CD38 Mediates Lung Fibrosis by Promoting Alveolar Epithelial Cell Aging

A prevailing paradigm recognizes idiopathic pulmonary fibrosis (IPF) originating from various alveolar epithelial cell (AEC) injuries, and there is a growing appreciation of AEC aging as a key driver of the pathogenesis. However, it is incompletely understood what main factor(s) contributes to the worsened alveolar epithelial aging in lung fibrosis. It remains a challenge how to dampen AEC aging, and thereby mitigating the disease progression.To determine the role of AEC CD38 in promoting cellular aging and lung fibrosis.scRNA-seq and animal models were used.We discovered a pivotal role of CD38, a cardinal nicotinamide adenine dinucleotide (NAD) hydrolase, in AEC aging and its promotion of lung fibrosis. We found increased CD38 expression in idiopathic pulmonary fibrosis (IPF) lungs that inversely correlated with the lung function of patients. CD38 was primarily located in the AECs of human lung parenchyma and was markedly induced in IPF AECs.
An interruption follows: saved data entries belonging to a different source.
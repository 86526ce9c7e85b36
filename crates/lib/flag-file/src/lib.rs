//! The new-mail flag file.
//!
//! A single-character file consumed by external tooling (status bars and
//! the like) to learn "new mail present" without speaking IMAP. This
//! process is the only writer; each publish rewrites the whole file.

use std::os::unix::fs::PermissionsExt;
use std::path::{Path, PathBuf};

/// Permissions the flag file is created with: world-readable,
/// owner-writable.
pub const FLAG_FILE_MODE: u32 = 0o644;

/// Errors returned while maintaining the flag file.
#[derive(Debug, thiserror::Error)]
pub enum Error {
    /// Failed to create the flag file.
    #[error("failed to create flag file {path}: {source}")]
    Create {
        /// Path to the flag file.
        path: PathBuf,

        /// Underlying I/O error.
        #[source]
        source: std::io::Error,
    },

    /// Failed to set the flag file permissions.
    #[error("failed to set permissions on flag file {path}: {source}")]
    Permissions {
        /// Path to the flag file.
        path: PathBuf,

        /// Underlying I/O error.
        #[source]
        source: std::io::Error,
    },

    /// Failed to write the flag file.
    #[error("failed to write flag file {path}: {source}")]
    Write {
        /// Path to the flag file.
        path: PathBuf,

        /// Underlying I/O error.
        #[source]
        source: std::io::Error,
    },
}

/// Create the flag file with fixed permissions if it does not exist.
///
/// An existing file is left untouched, permissions included.
pub async fn ensure(path: &Path) -> Result<(), Error> {
    let created = tokio::fs::OpenOptions::new()
        .write(true)
        .create_new(true)
        .open(path)
        .await;

    match created {
        Ok(_) => {}
        Err(error) if error.kind() == std::io::ErrorKind::AlreadyExists => return Ok(()),
        Err(source) => {
            return Err(Error::Create {
                path: path.to_path_buf(),
                source,
            });
        }
    }

    tokio::fs::set_permissions(path, std::fs::Permissions::from_mode(FLAG_FILE_MODE))
        .await
        .map_err(|source| Error::Permissions {
            path: path.to_path_buf(),
            source,
        })
}

/// Overwrite the flag file contents with a single character:
/// `1` when new mail is present, `0` otherwise.
pub async fn publish(path: &Path, new_mail: bool) -> Result<(), Error> {
    let flag: &[u8] = if new_mail { b"1" } else { b"0" };

    tokio::fs::write(path, flag)
        .await
        .map_err(|source| Error::Write {
            path: path.to_path_buf(),
            source,
        })
}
Similarly, CD38 expression was elevated in the AECs of fibrotic lungs of young mice and further augmented in those of old mice, which was in accordance with worsened AEC aging phenotype and aggravated lung fibrosis in the old animals. We found that CD38 elevation downregulated intracellular NAD, which likely led to the aging promoting impairment of the NAD-dependent cellular and molecular activities. Furthermore, we demonstrated that genetic and pharmacological inactivation of CD38 improved these NAD dependent events and ameliorated bleomycin induced lung fibrosis.Our study suggests targeting alveolar CD38 as a novel and effective therapeutic strategy to treat this pathology.